To illustrate the possibility that these streaks are the result of microbial life, the team considered whether or not extreme bacteria could survive in Venus’ cloud tops. For instance, the lower cloud tops of Venus (47.5 to 50.5 km above the surface) are known to have moderate temperature conditions (~60 °C; 140 °F) and pressure conditions that are similar to that of Earth at sea level (101.325 kPa).
This is far more hospitable than conditions on the surface, where temperatures reach 737 K (462 C; 860 F) and atmospheric pressure is 9200 kPa (92 times that of Earth at sea level). In addition, they considered how on Earth, bacteria has been found at altitudes as high as 41 km (25 mi). On top of that, there are many cases where extreme bacteria here on Earth that could survive in an acidic environment.
As Rakesh Mogul, a professor of biological chemistry at California State Polytechnic University and a co-author on the study, indicated, “On Earth, we know that life can thrive in very acidic conditions, can feed on carbon dioxide, and produce sulfuric acid.” This is consistent with the presence of micron-sized sulfuric acid aerosols in Venus upper atmosphere, which could be a metabolic by-product.
In addition, the team also noted that according to some models, Venus had a habitable climate with liquid water on its surface for as long as two billion years – which is much longer than what is believed to have occurred on Mars. In short, they speculate that life could have evolved on the surface of Venus and been swept up into the atmosphere, where it survived as the planet experienced its runaway greenhouse effect.
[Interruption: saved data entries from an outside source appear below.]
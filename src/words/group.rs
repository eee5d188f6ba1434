//! South-Asian digit grouping.
//!
//! Each digit's distance from the right maps to a position inside its group:
//!
//! | position from right | 0 | 1 | 2 | 3 | 4 | 5 | 6 | 7 | 8 | 9 | 10 | … |
//! |---------------------|---|---|---|---|---|---|---|---|---|---|----|---|
//! | position in group   |-2 |-1 | 0 | 1 | 2 | 3 | 4 | 5 | 6 | 0 | 1  | … |
//!
//! A group closes on the digit whose position in group is 5 (crore), 3 (lakh),
//! 1 (thousand), 0 (hundred) or -2 (units). From position 9 on the pattern
//! repeats every seven digits, so a crore block is followed by another
//! hundred/thousand/lakh/crore cycle.
use crate::words::{RenderError, validate_digits};
use std::iter::FusedIterator;

/// Structural label of a scaled group.
#[derive(Debug, Clone, Copy, PartialEq, Eq, Hash)]
#[repr(i8)]
pub enum GroupIndex {
    Hundred = 0,
    Thousand = 1,
    Lakh = 3,
    Crore = 5,
}

impl GroupIndex {
    #[inline(always)]
    pub const fn value(self) -> i8 {
        self as i8
    }
}

/// What a group contributes: a numeral followed by a scale word, or the
/// trailing units numeral on its own.
#[derive(Debug, Clone, Copy, PartialEq, Eq)]
pub enum Slot {
    Scale(GroupIndex),
    Units,
}

const UNITS_POSITION: isize = -2;

#[inline(always)]
pub const fn position_in_group(position_from_right: usize) -> isize {
    let p = position_from_right as isize;
    if position_from_right < 9 {
        p - 2
    } else {
        (p - 2) % 7
    }
}

impl Slot {
    /// The slot closed by the digit at `position_from_right`, if any.
    #[inline]
    pub const fn closed_at(position_from_right: usize) -> Option<Slot> {
        match position_in_group(position_from_right) {
            5 => Some(Slot::Scale(GroupIndex::Crore)),
            3 => Some(Slot::Scale(GroupIndex::Lakh)),
            1 => Some(Slot::Scale(GroupIndex::Thousand)),
            0 => Some(Slot::Scale(GroupIndex::Hundred)),
            UNITS_POSITION => Some(Slot::Units),
            _ => None,
        }
    }
}

/// A run of digits borrowed from the integer text.
#[derive(Debug, Clone, Copy, PartialEq, Eq)]
pub struct DigitGroup<'a> {
    pub digits: &'a str,
    pub slot: Slot,
}

impl<'a> DigitGroup<'a> {
    /// Digits with leading zeros dropped; `"05"` becomes `"5"`, `"00"` becomes `""`.
    #[inline]
    pub fn significant(&self) -> &'a str {
        self.digits.trim_start_matches('0')
    }

    #[inline]
    pub fn is_zero(&self) -> bool {
        self.significant().is_empty()
    }
}

/// Left-to-right iterator over the groups of an integer digit string.
#[derive(Debug, Clone)]
pub struct DigitGroups<'a> {
    text: &'a str,
    start: usize,
    pos: usize,
}

/// Partition `digits` into groups. Fails on anything but ASCII digits.
///
/// Concatenating the `digits` of every yielded group gives back the input.
pub fn digit_groups(digits: &str) -> Result<DigitGroups<'_>, RenderError> {
    validate_digits(digits, 0)?;
    Ok(DigitGroups {
        text: digits,
        start: 0,
        pos: 0,
    })
}

impl<'a> Iterator for DigitGroups<'a> {
    type Item = DigitGroup<'a>;

    fn next(&mut self) -> Option<Self::Item> {
        let len = self.text.len();
        while self.pos < len {
            let position_from_right = len - 1 - self.pos;
            self.pos += 1;
            if let Some(slot) = Slot::closed_at(position_from_right) {
                // ASCII-only input, every index is a char boundary
                let digits = &self.text[self.start..self.pos];
                self.start = self.pos;
                return Some(DigitGroup { digits, slot });
            }
        }
        None
    }
}

impl FusedIterator for DigitGroups<'_> {}
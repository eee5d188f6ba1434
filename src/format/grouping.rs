//! Separator grouping for display.
//!
//! South-Asian grouping puts a comma after the lowest three digits and then
//! after every two, restarting the cycle at each crore:
//! `1234567890.50` → `123,45,67,890.50`. Western grouping uses threes.
use crate::{
    format::digits::transliterate_digits,
    lang::{BEN, Lang},
    words::split_decimal,
};
use rust_decimal::{Decimal, RoundingStrategy};
use std::borrow::Cow;

const MAX_FRACTION_DIGITS: u32 = 28;

fn split_sign(text: &str) -> (&str, &str) {
    match text.strip_prefix('-') {
        Some(unsigned) => ("-", unsigned),
        None => ("", text),
    }
}

fn group_integer(text: &str, comma_after: impl Fn(usize) -> bool) -> Cow<'_, str> {
    let (sign, unsigned) = split_sign(text);
    let (integer, fraction) = split_decimal(unsigned);
    let len = integer.chars().count();
    if len <= 3 {
        return Cow::Borrowed(text);
    }

    let mut out = String::with_capacity(text.len() + len / 2 + 1);
    out.push_str(sign);
    for (i, c) in integer.chars().enumerate() {
        out.push(c);
        let position_from_right = len - 1 - i;
        if position_from_right > 0 && comma_after(position_from_right) {
            out.push(',');
        }
    }
    if let Some(fraction) = fraction {
        out.push('.');
        out.push_str(fraction);
    }
    Cow::Owned(out)
}

/// Insert South-Asian separators into plain decimal text.
pub fn group_south_asian(text: &str) -> Cow<'_, str> {
    group_integer(text, |position_from_right| {
        matches!(position_from_right % 7, 0 | 3 | 5)
    })
}

/// Insert thousands separators into plain decimal text.
pub fn group_western(text: &str) -> Cow<'_, str> {
    group_integer(text, |position_from_right| position_from_right % 3 == 0)
}

/// Round to `dp` places with `strategy` and keep exactly `dp` places.
fn rounded(amount: &Decimal, dp: u32, strategy: RoundingStrategy) -> Decimal {
    let dp = dp.min(MAX_FRACTION_DIGITS);
    let mut value = amount.round_dp_with_strategy(dp, strategy);
    value.rescale(dp);
    value
}

/// Round up to two places and group South-Asian style: `1234567.891` →
/// `12,34,567.90`.
pub fn group_with_separators(amount: &Decimal) -> String {
    let text = rounded(amount, 2, RoundingStrategy::ToPositiveInfinity).to_string();
    group_south_asian(&text).into_owned()
}

/// [`group_with_separators`] written with Bengali digits.
pub fn format_taka(amount: &Decimal) -> String {
    let grouped = group_with_separators(amount);
    transliterate_digits(&grouped, BEN).into_owned()
}

fn localize(text: &str, lang: Lang) -> String {
    match lang {
        Lang::Bengali => transliterate_digits(&group_south_asian(text), lang).into_owned(),
        Lang::English => group_western(text).into_owned(),
    }
}

/// Money with exactly two places, rounded half up.
///
/// Bengali: `৩,১৩,১২৩.২১`. English: `313,123.21`.
pub fn format_money(amount: &Decimal, lang: Lang) -> String {
    let text = rounded(amount, 2, RoundingStrategy::MidpointAwayFromZero).to_string();
    localize(&text, lang)
}

/// A plain number rounded half up to at most `max_fraction_digits` places,
/// trailing fraction zeros removed.
pub fn format_number(amount: &Decimal, max_fraction_digits: u32, lang: Lang) -> String {
    let dp = max_fraction_digits.min(MAX_FRACTION_DIGITS);
    let value = amount
        .round_dp_with_strategy(dp, RoundingStrategy::MidpointAwayFromZero)
        .normalize();
    localize(&value.to_string(), lang)
}
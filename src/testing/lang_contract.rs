use crate::{
    context::Context,
    lang::{Lang, all_langs},
    whitespace::needs_normalization,
    words::{assemble::assemble, group::GroupIndex},
};

/// Assert that a language satisfies every table contract the renderer relies on.
///
/// 1. `phrase_table_is_complete` → keys are exactly `"0"..="99"`, each non-empty
/// 2. `phrases_are_normalized` → no stray whitespace inside any table word
/// 3. `scale_words_are_distinct` → four non-empty, pairwise different scale words
/// 4. `connector_words_present` → major, minor and terminal words set and distinct
/// 5. `renders_every_group_width` → sample amounts render without error
///
/// A failure means the renderer would degrade for that language.
#[macro_export]
macro_rules! assert_lang_contract {
    ($lang:expr) => {
        $crate::testing::lang_contract::phrase_table_is_complete($lang);
        $crate::testing::lang_contract::phrases_are_normalized($lang);
        $crate::testing::lang_contract::scale_words_are_distinct($lang);
        $crate::testing::lang_contract::connector_words_present($lang);
        $crate::testing::lang_contract::renders_every_group_width($lang);
    };
}

pub fn phrase_table_is_complete(lang: Lang) {
    let entry = lang.entry();
    assert_eq!(entry.phrases.len(), 100, "{lang:?}: phrase table size");
    for n in 0..100u8 {
        let key = n.to_string();
        let phrase = entry
            .phrase(&key)
            .unwrap_or_else(|e| panic!("{lang:?}: {e}"));
        assert!(!phrase.is_empty(), "{lang:?}: empty phrase for {key}");
    }
    for padded in ["00", "01", "09"] {
        assert!(
            entry.phrase(padded).is_err(),
            "{lang:?}: zero-padded key `{padded}` must not be in the table"
        );
    }
}

pub fn phrases_are_normalized(lang: Lang) {
    let entry = lang.entry();
    for (key, phrase) in entry.phrases.entries() {
        assert!(
            !needs_normalization(phrase),
            "{lang:?}: phrase for {key} has stray whitespace: {phrase:?}"
        );
    }
}

pub fn scale_words_are_distinct(lang: Lang) {
    let scale = lang.entry().scale;
    let words = [
        scale.word(GroupIndex::Hundred),
        scale.word(GroupIndex::Thousand),
        scale.word(GroupIndex::Lakh),
        scale.word(GroupIndex::Crore),
    ];
    for (i, a) in words.iter().enumerate() {
        assert!(!a.is_empty(), "{lang:?}: empty scale word");
        for b in &words[i + 1..] {
            assert_ne!(a, b, "{lang:?}: duplicate scale word");
        }
    }
}

pub fn connector_words_present(lang: Lang) {
    let entry = lang.entry();
    let words = [entry.major_unit, entry.minor_unit, entry.terminal];
    assert!(words.iter().all(|w| !w.is_empty()), "{lang:?}: empty connector");
    assert_ne!(entry.major_unit, entry.minor_unit);
    assert_ne!(entry.minor_unit, entry.terminal);
}

pub fn renders_every_group_width(lang: Lang) {
    let ctx = Context::new(lang);
    let mut digits = String::new();
    for width in 1..=28 {
        digits.push(char::from(b'0' + (width % 10) as u8));
        let text = format!("{digits}.{}", width % 100);
        let words = assemble(&text, &ctx).unwrap_or_else(|e| panic!("{lang:?} `{text}`: {e}"));
        assert!(words.ends_with(ctx.lang_entry.terminal));
        assert!(!needs_normalization(&words));
    }
}

/// Run the contract for every supported language.
pub fn all_languages_satisfy_contract() {
    for &lang in all_langs() {
        assert_lang_contract!(lang);
    }
}
use crate::lang::{LangEntry, ScaleWords};

use paste::paste;
use phf::{Map, phf_map};

/// ---------------------------------------------------------------------------
///    Macro – generates the `Lang` enum and every static table from one list
/// ---------------------------------------------------------------------------
macro_rules! define_languages {
    ($(
        $code:ident, $variant:ident, $code_str:literal, $iso:literal, $name:literal,
        digits: [ $($d:literal),* $(,)? ],
        scale: {
            hundred: $hundred:literal,
            thousand: $thousand:literal,
            lakh: $lakh:literal,
            crore: $crore:literal $(,)?
        },
        units: { major: $major:literal, minor: $minor:literal, terminal: $terminal:literal $(,)? },
        phrases: { $($key:literal => $phrase:literal),* $(,)? }
    ),* $(,)?) => {
        /// Output language of the renderer and of the formatting helpers.
        #[derive(Debug, Clone, Copy, PartialEq, Eq, Hash)]
        pub enum Lang {
            $($variant),*
        }

        // Public `Lang` constants
        $(
            pub const $code: Lang = Lang::$variant;
        )*

        // Per-language static data modules
        $(
            paste! {
                mod [<$code:lower _data>] {
                    use super::*;

                    pub static PHRASES: Map<&'static str, &'static str> = phf_map! {
                        $($key => $phrase),*
                    };

                    pub static ENTRY: LangEntry = LangEntry {
                        phrases: &PHRASES,
                        scale: ScaleWords {
                            hundred: $hundred,
                            thousand: $thousand,
                            lakh: $lakh,
                            crore: $crore,
                        },
                        major_unit: $major,
                        minor_unit: $minor,
                        terminal: $terminal,
                        native_digits: [$($d),*],
                    };
                }
            }
        )*

        /// Code lookup, accepting both the three-letter code and the ISO 639-1 tag.
        pub static LANG_TABLE: Map<&'static str, Lang> = phf_map! {
            $(
                $code_str => $code,
                $iso => $code,
            )*
        };

        pub(crate) static ALL_LANGS: &[Lang] = &[$($code),*];

        impl Lang {
            #[inline(always)]
            pub const fn code(&self) -> &'static str {
                match self {
                    $(Lang::$variant => $code_str),*
                }
            }

            #[inline(always)]
            pub const fn name(&self) -> &'static str {
                match self {
                    $(Lang::$variant => $name),*
                }
            }

            /// Static tables for this language.
            #[inline(always)]
            pub fn entry(&self) -> &'static LangEntry {
                paste! {
                    match self {
                        $(Lang::$variant => &[<$code:lower _data>]::ENTRY),*
                    }
                }
            }
        }
    };
}

// ---------------------------------------------------------------------------
//    Language definitions (single source of truth)
//    Phrase tables are exhaustive for 0..=99: neither language composes
//    tens and units by rule (Bengali numerals below one hundred are
//    irregular), so every entry is spelled out.
// ---------------------------------------------------------------------------
define_languages! {
    BEN, Bengali, "BEN", "BN", "Bengali",
        digits: ['০', '১', '২', '৩', '৪', '৫', '৬', '৭', '৮', '৯'],
        scale: {
            hundred: "শত",
            thousand: "হাজার",
            lakh: "লক্ষ",
            crore: "কোটি",
        },
        units: { major: "টাকা", minor: "পয়সা", terminal: "মাত্র" },
        phrases: {
            "0" => "শূন্য",
            "1" => "এক",
            "2" => "দুই",
            "3" => "তিন",
            "4" => "চার",
            "5" => "পাঁচ",
            "6" => "ছয়",
            "7" => "সাত",
            "8" => "আট",
            "9" => "নয়",
            "10" => "দশ",
            "11" => "এগারো",
            "12" => "বারো",
            "13" => "তেরো",
            "14" => "চৌদ্দ",
            "15" => "পনেরো",
            "16" => "ষোল",
            "17" => "সতেরো",
            "18" => "আঠারো",
            "19" => "ঊনিশ",
            "20" => "বিশ",
            "21" => "একুশ",
            "22" => "বাইশ",
            "23" => "তেইশ",
            "24" => "চব্বিশ",
            "25" => "পঁচিশ",
            "26" => "ছাব্বিশ",
            "27" => "সাতাশ",
            "28" => "আটাশ",
            "29" => "ঊনত্রিশ",
            "30" => "ত্রিশ",
            "31" => "একত্রিশ",
            "32" => "বত্রিশ",
            "33" => "তেত্রিশ",
            "34" => "চৌত্রিশ",
            "35" => "পঁইত্রিশ",
            "36" => "ছত্রিশ",
            "37" => "সাইত্রিশ",
            "38" => "আটত্রিশ",
            "39" => "ঊনচল্লিশ",
            "40" => "চল্লিশ",
            "41" => "একচল্লিশ",
            "42" => "বিয়াল্লিশ",
            "43" => "তেতাল্লিশ",
            "44" => "চুয়াল্লিশ",
            "45" => "পঁইতাল্লিশ",
            "46" => "ছেচল্লিশ",
            "47" => "সাতচল্লিশ",
            "48" => "আটচল্লিশ",
            "49" => "ঊনপঞ্চাশ",
            "50" => "পঞ্চাশ",
            "51" => "একান্ন",
            "52" => "বায়ান্ন",
            "53" => "তিপ্পান্ন",
            "54" => "চুয়ান্ন",
            "55" => "পঁইচান্ন",
            "56" => "ছাপ্পান্ন",
            "57" => "সাতান্ন",
            "58" => "আটান্ন",
            "59" => "ঊনষাট",
            "60" => "ষাট",
            "61" => "একষট্টি",
            "62" => "বাষট্টি",
            "63" => "তেষট্টি",
            "64" => "চৌষট্টি",
            "65" => "পঁইষট্টি",
            "66" => "ছেষট্টি",
            "67" => "সাতষট্টি",
            "68" => "আটষট্টি",
            "69" => "ঊনসত্তর",
            "70" => "সত্তর",
            "71" => "একাত্তর",
            "72" => "বাহাত্তর",
            "73" => "তিয়াত্তর",
            "74" => "চুয়াত্তর",
            "75" => "পঁচাত্তর",
            "76" => "ছিয়াত্তর",
            "77" => "সাতাত্তর",
            "78" => "আটাত্তর",
            "79" => "ঊনআশি",
            "80" => "আশি",
            "81" => "একাশি",
            "82" => "বিরাশি",
            "83" => "তিরাশি",
            "84" => "চুরাশি",
            "85" => "পঁচাশি",
            "86" => "ছিয়াশি",
            "87" => "সাতাশি",
            "88" => "আটাশি",
            "89" => "ঊননব্বই",
            "90" => "নব্বই",
            "91" => "একানব্বই",
            "92" => "বিরানব্বই",
            "93" => "তিরানব্বই",
            "94" => "চুরানব্বই",
            "95" => "পঁচানব্বই",
            "96" => "ছিয়ানব্বই",
            "97" => "সাতানব্বই",
            "98" => "আটানব্বই",
            "99" => "নিরানব্বই",
        },

    ENG, English, "ENG", "EN", "English",
        digits: ['0', '1', '2', '3', '4', '5', '6', '7', '8', '9'],
        scale: {
            hundred: "Hundred",
            thousand: "Thousand",
            lakh: "Lakh",
            crore: "Crore",
        },
        units: { major: "Taka", minor: "Paisa", terminal: "Only" },
        phrases: {
            "0" => "Zero",
            "1" => "One",
            "2" => "Two",
            "3" => "Three",
            "4" => "Four",
            "5" => "Five",
            "6" => "Six",
            "7" => "Seven",
            "8" => "Eight",
            "9" => "Nine",
            "10" => "Ten",
            "11" => "Eleven",
            "12" => "Twelve",
            "13" => "Thirteen",
            "14" => "Fourteen",
            "15" => "Fifteen",
            "16" => "Sixteen",
            "17" => "Seventeen",
            "18" => "Eighteen",
            "19" => "Nineteen",
            "20" => "Twenty",
            "21" => "Twenty One",
            "22" => "Twenty Two",
            "23" => "Twenty Three",
            "24" => "Twenty Four",
            "25" => "Twenty Five",
            "26" => "Twenty Six",
            "27" => "Twenty Seven",
            "28" => "Twenty Eight",
            "29" => "Twenty Nine",
            "30" => "Thirty",
            "31" => "Thirty One",
            "32" => "Thirty Two",
            "33" => "Thirty Three",
            "34" => "Thirty Four",
            "35" => "Thirty Five",
            "36" => "Thirty Six",
            "37" => "Thirty Seven",
            "38" => "Thirty Eight",
            "39" => "Thirty Nine",
            "40" => "Forty",
            "41" => "Forty One",
            "42" => "Forty Two",
            "43" => "Forty Three",
            "44" => "Forty Four",
            "45" => "Forty Five",
            "46" => "Forty Six",
            "47" => "Forty Seven",
            "48" => "Forty Eight",
            "49" => "Forty Nine",
            "50" => "Fifty",
            "51" => "Fifty One",
            "52" => "Fifty Two",
            "53" => "Fifty Three",
            "54" => "Fifty Four",
            "55" => "Fifty Five",
            "56" => "Fifty Six",
            "57" => "Fifty Seven",
            "58" => "Fifty Eight",
            "59" => "Fifty Nine",
            "60" => "Sixty",
            "61" => "Sixty One",
            "62" => "Sixty Two",
            "63" => "Sixty Three",
            "64" => "Sixty Four",
            "65" => "Sixty Five",
            "66" => "Sixty Six",
            "67" => "Sixty Seven",
            "68" => "Sixty Eight",
            "69" => "Sixty Nine",
            "70" => "Seventy",
            "71" => "Seventy One",
            "72" => "Seventy Two",
            "73" => "Seventy Three",
            "74" => "Seventy Four",
            "75" => "Seventy Five",
            "76" => "Seventy Six",
            "77" => "Seventy Seven",
            "78" => "Seventy Eight",
            "79" => "Seventy Nine",
            "80" => "Eighty",
            "81" => "Eighty One",
            "82" => "Eighty Two",
            "83" => "Eighty Three",
            "84" => "Eighty Four",
            "85" => "Eighty Five",
            "86" => "Eighty Six",
            "87" => "Eighty Seven",
            "88" => "Eighty Eight",
            "89" => "Eighty Nine",
            "90" => "Ninety",
            "91" => "Ninety One",
            "92" => "Ninety Two",
            "93" => "Ninety Three",
            "94" => "Ninety Four",
            "95" => "Ninety Five",
            "96" => "Ninety Six",
            "97" => "Ninety Seven",
            "98" => "Ninety Eight",
            "99" => "Ninety Nine",
        },
}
This study expands on a proposal originally made by Harold Morowitz and famed astronomer Carl Sagan in 1967 and which was investigated by a series of probes sent to Venus between 1962 and 1978. While these missions indicated that surface conditions on Venus ruled out the possibility of life, they also noted that conditions in the lower and middle portions of Venus’ atmosphere – 40 to 60 km (25 – 27 mi) altitude – did not preclude the possibility of microbial life.
For years, Limaye has been revisiting the idea of exploring Venus’ atmosphere for signs of life. The inspiration came in part from a chance meeting at a teachers workshop with Grzegorz Slowik – from the University of Zielona Góra in Poland and a co-author on the study – who told him of how bacteria on Earth have light-absorbing properties similar to the particles that make up the dark patches observed in Venus’ clouds.
While no probe that has sampled Venus’ atmosphere has been capable of distinguishing between organic and inorganic particles, the ones that make up Venus’ dark patches do have comparable dimensions to some bacteria on Earth. According to Limaye and Mogul, these patches could therefore be similar to algae blooms on Earth, consisting of bacteria that metabolizes the carbon dioxide in Venus’ atmosphere and produces sulfuric acid aerosols.
In the coming years, Venus’ atmosphere could be explored for signs of microbial life by a lighter than air aircraft. One possibility is the Venus Aerial Mobil Platform (VAMP), a concept currently being researched by Northrop Grumman (shown above). Much like lighter-than-air concepts being developed to explore Titan, this vehicle would float and fly around in Venus’ atmosphere and search the cloud tops for biosignatures.
Another possibility is NASA’s possible participation in the Russian Venera-D mission, which is currently scheduled to explore Venus during the late 2020s. This mission would consist of a Russian orbiter and lander to explore Venus’ atmosphere and surface while NASA would contribute a surface station and maneuverable aerial platform.
Another mystery that such a mission could explore, which has a direct bearing on whether or not life may still exist on Venus, is when Venus’ liquid water evaporated. In the last billion years or so, the extensive lava flows that cover the surface have either destroyed or covered up evidence of the planet’s early history. By sampling Venus’ clouds, scientists could determine when all of the planet’s liquid water disappeared, triggering the runaway greenhouse effect that turned it into a hellish landscape.
NASA is currently investigating other concepts to explore Venus’ hostile surface and atmosphere, including an analog robot and a lander that would use a Sterling engine to turn Venus’ atmosphere into a source of power. And with enough time and resources, we might even begin contemplating building floating cities in Venus atmosphere, complete with research facilities.
Where have all the planets gone? The end of February 2018 sees the three naked eye outer planets – Mars, Jupiter and Saturn — hiding in the dawn. It takes an extra effort to brave the chill of a February morning, for sure. The good news is, the two inner planets – Mercury and Venus – begin favorable dusk apparitions this week, putting on a fine sunset showing in March.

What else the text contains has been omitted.